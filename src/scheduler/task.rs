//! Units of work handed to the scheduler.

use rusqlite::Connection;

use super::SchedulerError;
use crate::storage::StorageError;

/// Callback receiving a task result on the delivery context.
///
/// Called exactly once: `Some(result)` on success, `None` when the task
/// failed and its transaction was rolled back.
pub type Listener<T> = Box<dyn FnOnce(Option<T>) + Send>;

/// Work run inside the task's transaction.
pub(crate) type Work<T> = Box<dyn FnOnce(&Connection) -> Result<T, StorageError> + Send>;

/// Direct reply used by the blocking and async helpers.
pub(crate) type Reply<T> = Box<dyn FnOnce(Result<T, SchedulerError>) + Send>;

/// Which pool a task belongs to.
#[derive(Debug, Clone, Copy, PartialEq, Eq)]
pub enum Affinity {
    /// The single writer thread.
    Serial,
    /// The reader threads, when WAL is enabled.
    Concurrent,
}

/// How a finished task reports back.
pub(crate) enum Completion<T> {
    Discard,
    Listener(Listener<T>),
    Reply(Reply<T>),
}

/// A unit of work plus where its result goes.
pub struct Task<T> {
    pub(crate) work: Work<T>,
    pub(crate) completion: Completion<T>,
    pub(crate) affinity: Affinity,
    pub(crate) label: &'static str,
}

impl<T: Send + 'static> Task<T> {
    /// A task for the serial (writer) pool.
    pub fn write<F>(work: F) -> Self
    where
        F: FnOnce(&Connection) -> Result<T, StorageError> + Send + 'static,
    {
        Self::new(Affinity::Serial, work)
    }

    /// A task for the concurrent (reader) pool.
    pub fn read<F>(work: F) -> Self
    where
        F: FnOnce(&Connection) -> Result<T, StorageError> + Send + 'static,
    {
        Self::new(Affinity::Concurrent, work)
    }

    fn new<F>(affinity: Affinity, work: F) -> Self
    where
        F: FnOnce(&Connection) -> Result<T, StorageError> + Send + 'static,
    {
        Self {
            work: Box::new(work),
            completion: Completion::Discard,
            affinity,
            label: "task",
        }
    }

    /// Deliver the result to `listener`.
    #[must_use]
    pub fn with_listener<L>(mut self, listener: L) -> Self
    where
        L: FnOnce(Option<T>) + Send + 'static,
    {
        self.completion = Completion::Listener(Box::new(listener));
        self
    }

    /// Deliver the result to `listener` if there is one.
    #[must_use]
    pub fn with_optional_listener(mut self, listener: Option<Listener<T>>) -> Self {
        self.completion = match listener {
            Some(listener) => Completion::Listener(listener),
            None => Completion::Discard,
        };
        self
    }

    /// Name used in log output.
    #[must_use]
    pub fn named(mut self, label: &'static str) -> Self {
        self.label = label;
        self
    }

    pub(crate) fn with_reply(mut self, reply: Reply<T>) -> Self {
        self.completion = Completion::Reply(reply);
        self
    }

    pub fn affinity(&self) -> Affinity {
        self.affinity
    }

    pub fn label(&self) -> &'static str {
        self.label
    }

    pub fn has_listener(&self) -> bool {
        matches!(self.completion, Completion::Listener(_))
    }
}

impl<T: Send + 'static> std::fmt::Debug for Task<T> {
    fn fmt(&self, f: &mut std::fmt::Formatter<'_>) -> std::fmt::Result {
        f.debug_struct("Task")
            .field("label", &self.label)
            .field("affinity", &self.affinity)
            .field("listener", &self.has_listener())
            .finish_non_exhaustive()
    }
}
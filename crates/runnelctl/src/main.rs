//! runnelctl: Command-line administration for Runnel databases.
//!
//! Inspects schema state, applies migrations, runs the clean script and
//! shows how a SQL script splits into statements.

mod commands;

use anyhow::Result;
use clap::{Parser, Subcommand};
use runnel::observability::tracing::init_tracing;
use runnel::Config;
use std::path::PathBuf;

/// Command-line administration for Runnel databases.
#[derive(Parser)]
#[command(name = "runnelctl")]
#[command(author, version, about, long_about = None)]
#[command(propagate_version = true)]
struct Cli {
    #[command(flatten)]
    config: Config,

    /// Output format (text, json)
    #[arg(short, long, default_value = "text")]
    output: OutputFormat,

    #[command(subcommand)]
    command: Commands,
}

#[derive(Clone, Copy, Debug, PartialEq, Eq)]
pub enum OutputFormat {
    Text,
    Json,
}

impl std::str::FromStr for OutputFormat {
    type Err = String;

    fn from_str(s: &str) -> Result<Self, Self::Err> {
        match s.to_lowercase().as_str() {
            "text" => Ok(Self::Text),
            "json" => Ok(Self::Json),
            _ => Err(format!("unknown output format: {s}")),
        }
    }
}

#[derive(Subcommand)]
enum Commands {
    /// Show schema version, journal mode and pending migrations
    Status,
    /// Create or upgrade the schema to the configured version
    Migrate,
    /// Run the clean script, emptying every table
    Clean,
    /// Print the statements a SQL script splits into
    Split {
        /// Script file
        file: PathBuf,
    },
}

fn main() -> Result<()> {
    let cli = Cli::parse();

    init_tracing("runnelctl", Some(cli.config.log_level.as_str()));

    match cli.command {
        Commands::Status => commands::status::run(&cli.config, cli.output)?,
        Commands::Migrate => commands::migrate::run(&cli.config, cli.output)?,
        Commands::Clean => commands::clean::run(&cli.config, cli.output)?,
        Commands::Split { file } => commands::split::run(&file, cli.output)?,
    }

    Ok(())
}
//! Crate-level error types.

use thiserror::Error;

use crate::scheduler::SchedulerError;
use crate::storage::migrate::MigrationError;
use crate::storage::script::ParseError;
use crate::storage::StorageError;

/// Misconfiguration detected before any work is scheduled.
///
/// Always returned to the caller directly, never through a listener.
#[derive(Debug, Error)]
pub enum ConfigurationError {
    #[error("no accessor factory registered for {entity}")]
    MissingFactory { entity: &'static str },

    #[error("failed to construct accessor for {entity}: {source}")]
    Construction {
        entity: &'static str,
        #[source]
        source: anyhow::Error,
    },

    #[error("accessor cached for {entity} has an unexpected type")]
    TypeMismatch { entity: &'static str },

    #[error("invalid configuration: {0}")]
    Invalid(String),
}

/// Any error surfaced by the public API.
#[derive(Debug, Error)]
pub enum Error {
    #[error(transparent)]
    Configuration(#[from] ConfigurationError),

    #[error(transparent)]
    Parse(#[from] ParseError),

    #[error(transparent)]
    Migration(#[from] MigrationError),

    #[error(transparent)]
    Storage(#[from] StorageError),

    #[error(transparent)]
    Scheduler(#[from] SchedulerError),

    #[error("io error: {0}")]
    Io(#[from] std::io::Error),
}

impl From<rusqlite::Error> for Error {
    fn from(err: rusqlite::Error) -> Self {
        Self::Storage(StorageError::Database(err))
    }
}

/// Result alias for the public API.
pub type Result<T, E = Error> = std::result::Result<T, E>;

════════

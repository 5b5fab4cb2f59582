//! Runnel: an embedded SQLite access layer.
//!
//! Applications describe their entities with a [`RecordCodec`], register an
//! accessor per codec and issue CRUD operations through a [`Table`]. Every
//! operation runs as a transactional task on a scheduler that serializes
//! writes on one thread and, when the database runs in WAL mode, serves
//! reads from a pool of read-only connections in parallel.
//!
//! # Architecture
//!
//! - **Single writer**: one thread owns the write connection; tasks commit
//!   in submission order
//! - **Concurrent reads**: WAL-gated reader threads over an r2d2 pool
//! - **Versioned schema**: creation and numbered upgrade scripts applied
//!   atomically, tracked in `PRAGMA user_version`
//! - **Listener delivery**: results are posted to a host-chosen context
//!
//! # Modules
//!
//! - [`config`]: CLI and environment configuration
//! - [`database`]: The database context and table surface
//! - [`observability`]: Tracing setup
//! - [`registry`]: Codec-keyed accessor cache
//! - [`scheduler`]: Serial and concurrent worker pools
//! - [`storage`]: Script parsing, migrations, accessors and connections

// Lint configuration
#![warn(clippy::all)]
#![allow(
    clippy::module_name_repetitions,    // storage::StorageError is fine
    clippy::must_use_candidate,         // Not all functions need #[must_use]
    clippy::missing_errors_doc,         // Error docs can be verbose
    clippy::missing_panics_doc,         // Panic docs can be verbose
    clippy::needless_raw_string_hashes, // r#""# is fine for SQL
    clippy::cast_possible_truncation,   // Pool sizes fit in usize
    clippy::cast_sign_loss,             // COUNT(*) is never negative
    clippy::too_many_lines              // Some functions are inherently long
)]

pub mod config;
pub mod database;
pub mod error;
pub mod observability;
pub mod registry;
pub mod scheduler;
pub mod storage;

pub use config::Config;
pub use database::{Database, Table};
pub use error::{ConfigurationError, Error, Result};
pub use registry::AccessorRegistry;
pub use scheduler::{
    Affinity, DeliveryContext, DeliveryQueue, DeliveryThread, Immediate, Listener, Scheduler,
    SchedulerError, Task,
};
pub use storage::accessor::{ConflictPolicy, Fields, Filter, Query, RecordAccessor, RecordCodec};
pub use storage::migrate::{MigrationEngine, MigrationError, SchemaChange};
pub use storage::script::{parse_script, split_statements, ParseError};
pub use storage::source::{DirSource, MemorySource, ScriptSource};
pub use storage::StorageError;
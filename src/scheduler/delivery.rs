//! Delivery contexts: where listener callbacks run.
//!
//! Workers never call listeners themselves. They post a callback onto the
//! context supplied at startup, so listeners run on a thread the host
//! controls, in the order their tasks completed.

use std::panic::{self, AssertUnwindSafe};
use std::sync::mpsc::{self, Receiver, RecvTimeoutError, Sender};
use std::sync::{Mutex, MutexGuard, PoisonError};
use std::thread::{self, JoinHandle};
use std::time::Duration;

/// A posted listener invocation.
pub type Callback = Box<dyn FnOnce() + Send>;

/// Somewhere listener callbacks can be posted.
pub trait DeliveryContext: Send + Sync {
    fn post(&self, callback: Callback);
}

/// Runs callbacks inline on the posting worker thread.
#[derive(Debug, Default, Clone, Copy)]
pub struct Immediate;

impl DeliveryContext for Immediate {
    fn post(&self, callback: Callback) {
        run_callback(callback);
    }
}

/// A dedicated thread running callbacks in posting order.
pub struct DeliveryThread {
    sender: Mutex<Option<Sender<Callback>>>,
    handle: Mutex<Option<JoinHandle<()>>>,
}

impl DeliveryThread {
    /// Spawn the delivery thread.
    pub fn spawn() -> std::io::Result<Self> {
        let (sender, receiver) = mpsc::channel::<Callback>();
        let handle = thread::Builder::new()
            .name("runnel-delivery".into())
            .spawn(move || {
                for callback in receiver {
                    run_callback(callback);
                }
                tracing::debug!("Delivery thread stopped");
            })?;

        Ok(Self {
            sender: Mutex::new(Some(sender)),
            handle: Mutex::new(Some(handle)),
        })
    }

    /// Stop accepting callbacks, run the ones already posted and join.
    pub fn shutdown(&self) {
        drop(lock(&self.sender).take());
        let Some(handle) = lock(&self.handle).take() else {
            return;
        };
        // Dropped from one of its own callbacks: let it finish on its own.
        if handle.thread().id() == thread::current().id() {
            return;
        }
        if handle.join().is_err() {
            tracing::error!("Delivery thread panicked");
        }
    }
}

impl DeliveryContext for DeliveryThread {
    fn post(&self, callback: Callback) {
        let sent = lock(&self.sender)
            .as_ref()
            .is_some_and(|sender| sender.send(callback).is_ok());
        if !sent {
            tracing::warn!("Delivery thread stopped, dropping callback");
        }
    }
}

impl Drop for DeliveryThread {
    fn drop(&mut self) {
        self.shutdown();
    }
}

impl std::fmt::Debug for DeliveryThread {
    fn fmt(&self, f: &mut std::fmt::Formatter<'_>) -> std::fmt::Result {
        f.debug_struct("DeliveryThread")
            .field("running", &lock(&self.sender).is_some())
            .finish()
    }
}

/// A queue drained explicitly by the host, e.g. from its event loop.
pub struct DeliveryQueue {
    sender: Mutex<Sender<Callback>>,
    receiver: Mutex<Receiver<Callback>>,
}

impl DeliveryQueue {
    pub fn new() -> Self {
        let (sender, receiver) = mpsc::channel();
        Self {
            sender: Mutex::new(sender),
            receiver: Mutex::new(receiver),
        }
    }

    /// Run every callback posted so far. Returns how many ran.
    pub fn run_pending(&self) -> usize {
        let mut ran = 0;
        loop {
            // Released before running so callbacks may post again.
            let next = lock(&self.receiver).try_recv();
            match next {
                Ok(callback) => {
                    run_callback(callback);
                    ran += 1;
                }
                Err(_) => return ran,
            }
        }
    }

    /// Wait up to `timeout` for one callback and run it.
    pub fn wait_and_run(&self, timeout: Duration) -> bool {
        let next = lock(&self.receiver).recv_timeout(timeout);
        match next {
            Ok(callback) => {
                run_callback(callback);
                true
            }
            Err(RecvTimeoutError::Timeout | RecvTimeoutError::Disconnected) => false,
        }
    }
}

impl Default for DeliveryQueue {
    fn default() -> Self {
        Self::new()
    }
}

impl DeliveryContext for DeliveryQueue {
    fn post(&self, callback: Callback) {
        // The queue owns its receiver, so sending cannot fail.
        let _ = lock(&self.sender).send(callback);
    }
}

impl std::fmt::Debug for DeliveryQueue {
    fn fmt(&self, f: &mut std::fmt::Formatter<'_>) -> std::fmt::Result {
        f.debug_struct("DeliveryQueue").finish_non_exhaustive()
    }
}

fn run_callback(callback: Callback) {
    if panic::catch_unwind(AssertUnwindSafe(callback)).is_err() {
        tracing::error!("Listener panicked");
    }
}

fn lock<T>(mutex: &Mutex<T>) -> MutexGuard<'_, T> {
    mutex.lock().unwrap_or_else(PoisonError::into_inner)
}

════════

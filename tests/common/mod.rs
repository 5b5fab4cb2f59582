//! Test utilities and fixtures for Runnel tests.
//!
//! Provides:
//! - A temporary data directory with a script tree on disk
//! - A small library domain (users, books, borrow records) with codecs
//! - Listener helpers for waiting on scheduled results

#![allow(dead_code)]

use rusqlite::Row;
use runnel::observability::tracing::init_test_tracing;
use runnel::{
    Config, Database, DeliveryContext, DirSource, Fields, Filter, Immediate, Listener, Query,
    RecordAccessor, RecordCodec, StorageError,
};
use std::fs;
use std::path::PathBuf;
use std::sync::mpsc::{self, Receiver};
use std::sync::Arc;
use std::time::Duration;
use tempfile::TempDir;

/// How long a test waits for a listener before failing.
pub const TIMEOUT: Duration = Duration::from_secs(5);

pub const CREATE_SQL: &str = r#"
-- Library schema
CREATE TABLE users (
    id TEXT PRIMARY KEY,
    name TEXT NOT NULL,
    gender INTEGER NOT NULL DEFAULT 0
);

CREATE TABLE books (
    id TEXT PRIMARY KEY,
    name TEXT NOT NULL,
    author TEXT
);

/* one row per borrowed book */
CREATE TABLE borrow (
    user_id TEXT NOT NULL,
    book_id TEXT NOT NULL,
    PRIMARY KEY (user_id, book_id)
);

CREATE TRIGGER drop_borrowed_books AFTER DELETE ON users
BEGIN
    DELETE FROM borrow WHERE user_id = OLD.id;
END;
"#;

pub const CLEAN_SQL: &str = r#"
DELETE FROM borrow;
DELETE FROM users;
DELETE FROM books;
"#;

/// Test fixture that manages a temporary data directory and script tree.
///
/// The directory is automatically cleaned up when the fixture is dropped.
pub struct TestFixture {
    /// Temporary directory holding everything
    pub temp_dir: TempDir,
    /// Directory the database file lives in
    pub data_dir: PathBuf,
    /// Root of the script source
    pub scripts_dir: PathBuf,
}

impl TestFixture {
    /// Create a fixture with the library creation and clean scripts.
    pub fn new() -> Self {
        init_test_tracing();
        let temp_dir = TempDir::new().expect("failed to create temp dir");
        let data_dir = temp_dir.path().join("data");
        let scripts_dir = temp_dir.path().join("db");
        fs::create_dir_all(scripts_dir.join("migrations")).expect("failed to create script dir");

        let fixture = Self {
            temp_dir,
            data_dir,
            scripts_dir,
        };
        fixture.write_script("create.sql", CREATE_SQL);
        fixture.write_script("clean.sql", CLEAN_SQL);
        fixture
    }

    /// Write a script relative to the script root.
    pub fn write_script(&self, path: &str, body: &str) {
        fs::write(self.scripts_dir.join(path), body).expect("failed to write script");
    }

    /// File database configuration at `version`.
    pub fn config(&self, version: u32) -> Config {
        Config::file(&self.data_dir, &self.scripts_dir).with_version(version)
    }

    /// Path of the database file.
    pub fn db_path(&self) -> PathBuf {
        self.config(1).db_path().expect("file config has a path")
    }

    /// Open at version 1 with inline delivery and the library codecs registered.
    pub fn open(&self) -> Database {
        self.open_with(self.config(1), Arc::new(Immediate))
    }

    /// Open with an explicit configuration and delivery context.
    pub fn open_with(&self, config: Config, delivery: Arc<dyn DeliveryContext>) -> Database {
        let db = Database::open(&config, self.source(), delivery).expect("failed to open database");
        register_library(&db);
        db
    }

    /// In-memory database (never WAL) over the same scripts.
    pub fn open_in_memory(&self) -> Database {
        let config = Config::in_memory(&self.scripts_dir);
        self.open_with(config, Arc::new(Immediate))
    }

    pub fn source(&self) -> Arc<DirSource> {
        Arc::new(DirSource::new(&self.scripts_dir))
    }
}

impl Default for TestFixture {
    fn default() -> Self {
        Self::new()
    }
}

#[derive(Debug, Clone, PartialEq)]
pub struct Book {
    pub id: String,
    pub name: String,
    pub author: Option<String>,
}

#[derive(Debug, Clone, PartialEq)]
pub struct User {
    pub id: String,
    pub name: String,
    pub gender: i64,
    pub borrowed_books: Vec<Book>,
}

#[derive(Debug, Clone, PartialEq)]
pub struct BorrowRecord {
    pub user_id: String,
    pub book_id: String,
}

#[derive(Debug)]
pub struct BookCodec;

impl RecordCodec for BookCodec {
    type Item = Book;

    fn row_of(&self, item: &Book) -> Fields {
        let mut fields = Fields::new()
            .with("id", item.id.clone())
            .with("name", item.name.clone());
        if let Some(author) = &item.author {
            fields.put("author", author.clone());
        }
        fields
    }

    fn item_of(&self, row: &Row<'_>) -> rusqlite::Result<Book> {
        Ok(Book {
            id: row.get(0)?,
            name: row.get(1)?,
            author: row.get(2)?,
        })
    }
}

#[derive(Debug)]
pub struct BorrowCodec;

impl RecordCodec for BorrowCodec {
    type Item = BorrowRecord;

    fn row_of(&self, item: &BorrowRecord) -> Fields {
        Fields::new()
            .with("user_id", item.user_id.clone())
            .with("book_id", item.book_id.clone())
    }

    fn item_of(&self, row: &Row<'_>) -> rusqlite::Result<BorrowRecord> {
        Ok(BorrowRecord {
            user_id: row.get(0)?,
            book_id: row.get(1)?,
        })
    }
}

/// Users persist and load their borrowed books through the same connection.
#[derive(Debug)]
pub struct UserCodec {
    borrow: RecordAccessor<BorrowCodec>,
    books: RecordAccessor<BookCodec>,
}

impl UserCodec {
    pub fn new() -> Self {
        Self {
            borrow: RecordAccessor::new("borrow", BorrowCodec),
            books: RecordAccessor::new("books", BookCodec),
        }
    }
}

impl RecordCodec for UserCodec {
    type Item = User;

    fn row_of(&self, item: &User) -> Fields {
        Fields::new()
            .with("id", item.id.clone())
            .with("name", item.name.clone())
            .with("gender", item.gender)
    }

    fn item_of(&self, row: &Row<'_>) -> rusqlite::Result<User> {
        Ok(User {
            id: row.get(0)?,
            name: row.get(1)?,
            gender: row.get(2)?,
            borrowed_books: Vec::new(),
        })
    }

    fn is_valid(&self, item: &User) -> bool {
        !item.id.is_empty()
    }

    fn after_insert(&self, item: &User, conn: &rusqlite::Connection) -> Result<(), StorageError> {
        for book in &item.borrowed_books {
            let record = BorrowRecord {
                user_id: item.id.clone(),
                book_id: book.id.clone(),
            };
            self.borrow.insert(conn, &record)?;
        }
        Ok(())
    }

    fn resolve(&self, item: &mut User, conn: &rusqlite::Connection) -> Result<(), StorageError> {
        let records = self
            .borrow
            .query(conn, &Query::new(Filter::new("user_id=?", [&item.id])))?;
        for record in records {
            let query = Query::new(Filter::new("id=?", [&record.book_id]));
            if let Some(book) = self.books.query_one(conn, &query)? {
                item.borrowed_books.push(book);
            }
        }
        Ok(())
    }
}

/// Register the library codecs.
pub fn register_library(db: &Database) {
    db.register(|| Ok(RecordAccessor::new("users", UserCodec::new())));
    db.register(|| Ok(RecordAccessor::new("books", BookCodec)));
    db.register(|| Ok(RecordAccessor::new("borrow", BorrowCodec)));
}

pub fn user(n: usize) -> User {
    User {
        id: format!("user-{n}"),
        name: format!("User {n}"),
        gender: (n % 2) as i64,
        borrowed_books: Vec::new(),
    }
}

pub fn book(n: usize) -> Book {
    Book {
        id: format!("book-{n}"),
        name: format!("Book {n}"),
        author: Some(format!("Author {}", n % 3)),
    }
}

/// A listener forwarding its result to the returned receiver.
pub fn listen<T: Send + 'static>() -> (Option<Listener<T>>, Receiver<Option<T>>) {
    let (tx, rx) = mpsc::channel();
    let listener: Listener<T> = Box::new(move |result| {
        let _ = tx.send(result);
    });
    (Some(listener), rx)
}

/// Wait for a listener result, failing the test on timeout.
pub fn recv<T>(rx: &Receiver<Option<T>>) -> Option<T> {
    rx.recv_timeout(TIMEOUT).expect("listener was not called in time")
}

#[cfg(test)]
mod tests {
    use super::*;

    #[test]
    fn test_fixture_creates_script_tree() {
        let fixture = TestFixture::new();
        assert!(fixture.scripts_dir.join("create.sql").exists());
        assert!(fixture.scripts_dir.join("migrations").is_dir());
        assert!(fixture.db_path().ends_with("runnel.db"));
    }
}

════════

EXERCISE GOAL ::
The lines that contain the word "MigrationError" are wanted; copy each of them from the records.

EXERCISE ANSWER ::
use crate::storage::migrate::MigrationError;
    Migration(#[from] MigrationError),
pub use storage::migrate::{MigrationEngine, MigrationError, SchemaChange};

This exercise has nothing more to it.